Pet ownership 'key to Scottish wildcat survival'
How pet and feral cats are managed forms a key part of a project's efforts to save the Scottish wildcat.
Breeding with domestic cats is a major threat to the survival of Scotland's genetically-pure wildcats.
Their numbers are now so low that new research has concluded there is "no longer a viable wildcat population living wild in Scotland".
Scottish Wildcat Action (SWA) suggested holding a "national conversation" on responsible cat ownership.
It has also suggested captive breeding of pure wildcats at National Wildlife Reintroduction Centre in the Cairngorms and releasing them into the wild.
The International Union for the Conservation of Nature (IUCN), which was commissioned by SWA to review Scotland's wildcat conservation efforts, said hybridisation was the major threat to the animals' survival.
It is thought hybridisation began to affect Scottish wildcats severely between the 1950s and 1980s.
SWA, a group whose members include Scottish Natural Heritage (SNH) and Royal Zoological Society of Scotland (RZSS), said managing domestic cats was important to its conservation efforts.
Eileen Stuart, head of policy and advice at SNH, said: "The public will have an important role in helping minimise future hybridisation.
"Responsible cat ownership - including microchipping, neutering and vaccinations - is one way we can help reduce the devastating effects on wildcats."

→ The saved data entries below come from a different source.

//! Blob store abstraction and the in-memory backing.

use bytes::Bytes;
use std::collections::HashMap;
use std::io;
use std::sync::{PoisonError, RwLock};
use tracescope_core::ContentHash;

/// Source of resource bodies keyed by content hash.
///
/// A missing blob is reported as an [`io::Error`] of kind
/// [`io::ErrorKind::NotFound`], the same way the filesystem reports it.
pub trait BlobStore: Send + Sync {
    /// Read the bytes stored under `hash`
    ///
    /// # Errors
    ///
    /// Returns the underlying I/O error if the blob cannot be read
    fn read(&self, hash: &ContentHash) -> io::Result<Bytes>;

    /// Check if a blob exists
    fn contains(&self, hash: &ContentHash) -> bool;
}

/// In-memory blob store, used by live capture and tests
#[derive(Debug, Default)]
pub struct MemoryBlobStore {
    blobs: RwLock<HashMap<ContentHash, Bytes>>,
}

impl MemoryBlobStore {
    /// Create an empty store
    #[must_use]
    pub fn new() -> Self {
        Self::default()
    }

    /// Store bytes under their BLAKE3 hash and return it
    pub fn write(&self, data: impl Into<Bytes>) -> ContentHash {
        let data = data.into();
        let hash = ContentHash::of(&data);
        self.insert(hash.clone(), data);
        hash
    }

    /// Store bytes under a hash assigned by the recorder
    pub fn insert(&self, hash: ContentHash, data: impl Into<Bytes>) {
        self.blobs
            .write()
            .unwrap_or_else(PoisonError::into_inner)
            .insert(hash, data.into());
    }

    /// Number of stored blobs
    #[must_use]
    pub fn len(&self) -> usize {
        self.blobs.read().unwrap_or_else(PoisonError::into_inner).len()
    }

    /// Check if the store is empty
    #[must_use]
    pub fn is_empty(&self) -> bool {
        self.len() == 0
    }

    /// Remove all blobs
    pub fn clear(&self) {
        self.blobs
            .write()
            .unwrap_or_else(PoisonError::into_inner)
            .clear();
    }
}

impl BlobStore for MemoryBlobStore {
    fn read(&self, hash: &ContentHash) -> io::Result<Bytes> {
        self.blobs
            .read()
            .unwrap_or_else(PoisonError::into_inner)
            .get(hash)
            .cloned()
            .ok_or_else(|| {
                io::Error::new(io::ErrorKind::NotFound, format!("blob not found: {}", hash))
            })
    }

    fn contains(&self, hash: &ContentHash) -> bool {
        self.blobs
            .read()
            .unwrap_or_else(PoisonError::into_inner)
            .contains_key(hash)
    }
}

#[cfg(test)]
mod tests {
    use super::*;

    #[test]
    fn test_memory_write_read() {
        let store = MemoryBlobStore::new();
        let hash = store.write(b"hello".to_vec());

        let data = store.read(&hash).unwrap();
        assert_eq!(&data[..], b"hello");
        assert!(store.contains(&hash));
    }

    #[test]
    fn test_memory_insert_recorded_hash() {
        let store = MemoryBlobStore::new();
        store.insert(ContentHash::from("h1"), Bytes::from_static(b"body"));

        assert_eq!(&store.read(&ContentHash::from("h1")).unwrap()[..], b"body");
        assert_eq!(store.len(), 1);
    }

    #[test]
    fn test_memory_missing_is_not_found() {
        let store = MemoryBlobStore::new();
        let err = store.read(&ContentHash::from("absent")).unwrap_err();
        assert_eq!(err.kind(), io::ErrorKind::NotFound);
        assert!(err.to_string().contains("absent"));
    }

    #[test]
    fn test_memory_write_duplicate() {
        let store = MemoryBlobStore::new();
        let h1 = store.write(b"same".to_vec());
        let h2 = store.write(b"same".to_vec());
        assert_eq!(h1, h2);
        assert_eq!(store.len(), 1);
    }

    #[test]
    fn test_memory_clear() {
        let store = MemoryBlobStore::new();
        store.write(b"x".to_vec());
        store.clear();
        assert!(store.is_empty());
    }
}
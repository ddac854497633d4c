//! TRACESCOPE Core Types
//!
//! Identifiers and content hashes shared by the index, the blob stores and
//! the trace loader. This crate performs no I/O.

#![warn(missing_docs)]
#![warn(clippy::all)]

pub mod error;
pub mod hash;
pub mod id;

// Re-exports
pub use error::{CoreError, CoreResult};
pub use hash::ContentHash;
pub use id::{FrameId, PageId, ResourceId};
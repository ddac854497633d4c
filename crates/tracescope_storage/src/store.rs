//! Filesystem-backed blob store.
//!
//! Each blob lives in its own file inside one directory, named exactly by
//! its content hash. Reads are synchronous and go straight to disk.

use crate::blob::BlobStore;
use bytes::Bytes;
use serde::{Deserialize, Serialize};
use std::io;
use std::path::{Path, PathBuf};
use tracescope_core::ContentHash;

/// Store configuration
#[derive(Debug, Clone, PartialEq, Eq, Serialize, Deserialize)]
pub struct StoreConfig {
    /// Directory holding one file per blob
    pub blob_dir: PathBuf,
    /// Create the directory if it does not exist
    pub create_dir: bool,
}

impl Default for StoreConfig {
    fn default() -> Self {
        Self {
            blob_dir: PathBuf::from("resources"),
            create_dir: false,
        }
    }
}

/// Store error
#[derive(Debug, thiserror::Error)]
pub enum StoreError {
    /// Blob directory does not exist
    #[error("blob directory not found: {}", path.display())]
    MissingDirectory {
        /// Configured directory
        path: PathBuf,
    },

    /// Blob directory could not be created
    #[error("failed to create blob directory {}: {source}", path.display())]
    CreateDirectory {
        /// Configured directory
        path: PathBuf,
        /// Underlying error
        #[source]
        source: io::Error,
    },
}

/// Blob store reading from a directory of hash-named files
#[derive(Debug, Clone)]
pub struct FsBlobStore {
    dir: PathBuf,
}

impl FsBlobStore {
    /// Create a store over `dir` without touching the filesystem
    #[must_use]
    pub fn new(dir: impl Into<PathBuf>) -> Self {
        Self { dir: dir.into() }
    }

    /// Open a store from configuration
    ///
    /// # Errors
    ///
    /// Returns error if the directory is missing and may not be created
    pub fn open(config: &StoreConfig) -> Result<Self, StoreError> {
        let dir = config.blob_dir.clone();
        if !dir.is_dir() {
            if !config.create_dir {
                return Err(StoreError::MissingDirectory { path: dir });
            }
            std::fs::create_dir_all(&dir).map_err(|source| StoreError::CreateDirectory {
                path: dir.clone(),
                source,
            })?;
            tracing::debug!(dir = %dir.display(), "created blob directory");
        }
        Ok(Self { dir })
    }

    /// Directory this store reads from
    #[must_use]
    pub fn dir(&self) -> &Path {
        &self.dir
    }

    /// Path of the file holding `hash`
    ///
    /// # Errors
    ///
    /// Returns [`io::ErrorKind::InvalidInput`] if the hash is not a plain
    /// file name
    pub fn blob_path(&self, hash: &ContentHash) -> io::Result<PathBuf> {
        hash.validate()
            .map_err(|e| io::Error::new(io::ErrorKind::InvalidInput, e.to_string()))?;
        Ok(self.dir.join(hash.as_str()))
    }

}

impl BlobStore for FsBlobStore {
    fn read(&self, hash: &ContentHash) -> io::Result<Bytes> {
        let path = self.blob_path(hash)?;
        let data = std::fs::read(&path)?;
        tracing::trace!(hash = %hash, bytes = data.len(), "read blob");
        Ok(Bytes::from(data))
    }

    fn contains(&self, hash: &ContentHash) -> bool {
        self.blob_path(hash).map(|p| p.is_file()).unwrap_or(false)
    }
}

#[cfg(test)]
mod tests {
    use super::*;

    #[test]
    fn test_store_config_default() {
        let config = StoreConfig::default();
        assert_eq!(config.blob_dir, PathBuf::from("resources"));
        assert!(!config.create_dir);
    }

    #[test]
    fn test_fs_read_recorded_hash() {
        let dir = tempfile::tempdir().unwrap();
        std::fs::write(dir.path().join("h1"), b"<html></html>").unwrap();

        let store = FsBlobStore::new(dir.path());
        let data = store.read(&ContentHash::from("h1")).unwrap();
        assert_eq!(&data[..], b"<html></html>");
        assert!(store.contains(&ContentHash::from("h1")));
    }

    #[test]
    fn test_fs_missing_blob_is_io_error() {
        let dir = tempfile::tempdir().unwrap();
        let store = FsBlobStore::new(dir.path());

        let err = store.read(&ContentHash::from("missing")).unwrap_err();
        assert_eq!(err.kind(), io::ErrorKind::NotFound);
        assert!(!store.contains(&ContentHash::from("missing")));
    }

    #[test]
    fn test_fs_rejects_path_escape() {
        let dir = tempfile::tempdir().unwrap();
        let store = FsBlobStore::new(dir.path());

        let err = store.read(&ContentHash::from("../secret")).unwrap_err();
        assert_eq!(err.kind(), io::ErrorKind::InvalidInput);
    }

    #[test]
    fn test_fs_open_missing_dir() {
        let dir = tempfile::tempdir().unwrap();
        let config = StoreConfig {
            blob_dir: dir.path().join("nope"),
            create_dir: false,
        };
        assert!(matches!(
            FsBlobStore::open(&config),
            Err(StoreError::MissingDirectory { .. })
        ));
    }

    #[test]
    fn test_fs_open_creates_dir() {
        let dir = tempfile::tempdir().unwrap();
        let config = StoreConfig {
            blob_dir: dir.path().join("blobs"),
            create_dir: true,
        };
        let store = FsBlobStore::open(&config).unwrap();
        assert!(store.dir().is_dir());
    }

    #[test]
    fn test_store_config_serde() {
        let config: StoreConfig =
            serde_json::from_str(r#"{"blob_dir":"/tmp/blobs","create_dir":true}"#).unwrap();
        assert_eq!(config.blob_dir, PathBuf::from("/tmp/blobs"));
        assert!(config.create_dir);
    }
}
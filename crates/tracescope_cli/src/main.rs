//! TRACESCOPE CLI
//!
//! Loads a recorded trace and answers the same queries a trace viewer makes.

#![warn(missing_docs)]
#![warn(clippy::all)]

use clap::{Args, Parser, Subcommand};
use color_eyre::Result;
use color_eyre::eyre::{WrapErr, eyre};
use std::io::Write;
use std::path::PathBuf;
use std::sync::Arc;
use tracescope_core::ContentHash;
use tracescope_index::{Renderer, TraceStorage};
use tracescope_replay::{LoaderConfig, TraceLoader};
use tracescope_storage::FsBlobStore;
use tracing_subscriber::EnvFilter;

#[derive(Parser)]
#[command(name = "tracescope")]
#[command(about = "TRACESCOPE - index and inspect recorded browser traces", long_about = None)]
struct Cli {
    #[command(subcommand)]
    command: Commands,
}

#[derive(Args)]
struct TraceArgs {
    /// Trace prefix; logs are read from <PREFIX>-network.trace and <PREFIX>-dom.trace
    #[arg(short, long)]
    prefix: PathBuf,
    /// Directory of hash-named resource bodies
    #[arg(short, long, default_value = "resources")]
    blobs: PathBuf,
    /// Suffix of the network log
    #[arg(long, default_value = "-network.trace")]
    network_suffix: String,
    /// Suffix of the DOM log
    #[arg(long, default_value = "-dom.trace")]
    dom_suffix: String,
}

#[derive(Subcommand)]
enum Commands {
    /// List resources in capture order
    Resources {
        #[command(flatten)]
        trace: TraceArgs,
    },
    /// Show a named snapshot of a page or frame
    Snapshot {
        #[command(flatten)]
        trace: TraceArgs,
        /// Page or frame id
        #[arg(short, long)]
        id: String,
        /// Snapshot name
        #[arg(short, long)]
        name: String,
    },
    /// Write a resource body to stdout
    Content {
        #[command(flatten)]
        trace: TraceArgs,
        /// Content hash of the resource
        #[arg(long)]
        hash: String,
    },
    /// Print index statistics
    Stats {
        #[command(flatten)]
        trace: TraceArgs,
    },
}

async fn open(trace: &TraceArgs) -> Result<TraceStorage> {
    // Blobs are read on demand, so a missing directory only fails `content`.
    let blobs = FsBlobStore::new(&trace.blobs);
    let mut storage = TraceStorage::new(Arc::new(blobs));

    let loader = TraceLoader::new().with_config(LoaderConfig {
        network_suffix: trace.network_suffix.clone(),
        dom_suffix: trace.dom_suffix.clone(),
    });
    loader
        .load(&mut storage, &trace.prefix)
        .await
        .wrap_err_with(|| format!("loading trace {}", trace.prefix.display()))?;
    tracing::debug!(stats = ?storage.stats(), "trace ready");
    Ok(storage)
}

fn print_renderer(renderer: &Renderer) {
    println!("frame:    {}", renderer.frame_id());
    println!("page:     {}", renderer.page_id());
    println!("index:    {}", renderer.index());
    println!("name:     {}", renderer.snapshot_name().unwrap_or("-"));
    println!("urls:     {}", renderer.resources().len());
    for url in renderer.resources().urls() {
        if let Some(reference) = renderer.resource_by_url(url) {
            println!("  {} -> {} ({})", url, reference.resource_id, reference.frame_id);
        }
    }
}

#[tokio::main]
async fn main() -> Result<()> {
    color_eyre::install()?;
    tracing_subscriber::fmt()
        .with_env_filter(
            EnvFilter::try_from_default_env().unwrap_or_else(|_| EnvFilter::new("tracescope=info")),
        )
        .with_writer(std::io::stderr)
        .init();

    let cli = Cli::parse();

    match cli.command {
        Commands::Resources { trace } => {
            let storage = open(&trace).await?;
            for resource in storage.resources() {
                println!(
                    "{}\t{}\t{}\t{}",
                    resource.resource_id, resource.frame_id, resource.content_hash, resource.url
                );
            }
            Ok(())
        }
        Commands::Snapshot { trace, id, name } => {
            let storage = open(&trace).await?;
            let renderer = storage
                .snapshot_by_name(&id, &name)
                .ok_or_else(|| eyre!("snapshot '{}' not found for {}", name, id))?;
            print_renderer(&renderer);
            Ok(())
        }
        Commands::Content { trace, hash } => {
            let storage = open(&trace).await?;
            let hash = ContentHash::from(hash);
            let data = storage
                .resource_content(&hash)
                .wrap_err_with(|| format!("reading blob {}", hash))?;
            std::io::stdout().write_all(&data)?;
            Ok(())
        }
        Commands::Stats { trace } => {
            let storage = open(&trace).await?;
            println!("{}", serde_json::to_string_pretty(&storage.stats())?);
            Ok(())
        }
    }
}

David Barclay, cat conservation project officer at RZSS, said helping the Scottish wildcat population to recover would be challenging.
He said: "Our plans for a National Wildlife Reintroduction Centre will provide the perfect environment for breeding genetically tested wildcats with the aim of releasing them back into the wild to re-establish viable populations in key locations.
"Combined with the continued development of the conservation breeding programme, this will ensure we have a long-term solution for the recovery and conservation of this iconic species."
Mr Barclay added: "Together we can restore Scotland's wildcats to their rightful place as an integral link in a thriving ecosystem."
The centre would be based at RZSS' Highland Wildlife Park near Kincraig.
Environment Secretary Roseanna Cunningham said the IUCN's review presented further evidence of the "serious challenges" that wildcat conservation faces in Scotland.
She said: "The wildcat is an iconic Scottish species and, as such, I will consider every possible action the Scottish government can take to save it, including an increased focus on captive breeding and reinforcement of the Scottish population with wildcats from elsewhere.
"We have in place a partnership of scientists and specialists with the knowledge and expertise to give us the best chance of restoring the 'Highland tiger' as a distinctive and charismatic species in the Scottish countryside, and I look forward to working with them to make this a reality."
SWA's work is separate from the Wildcat Haven project which involves establishing reserves in areas where wildcats are found and also neutering and vaccinating pet cats.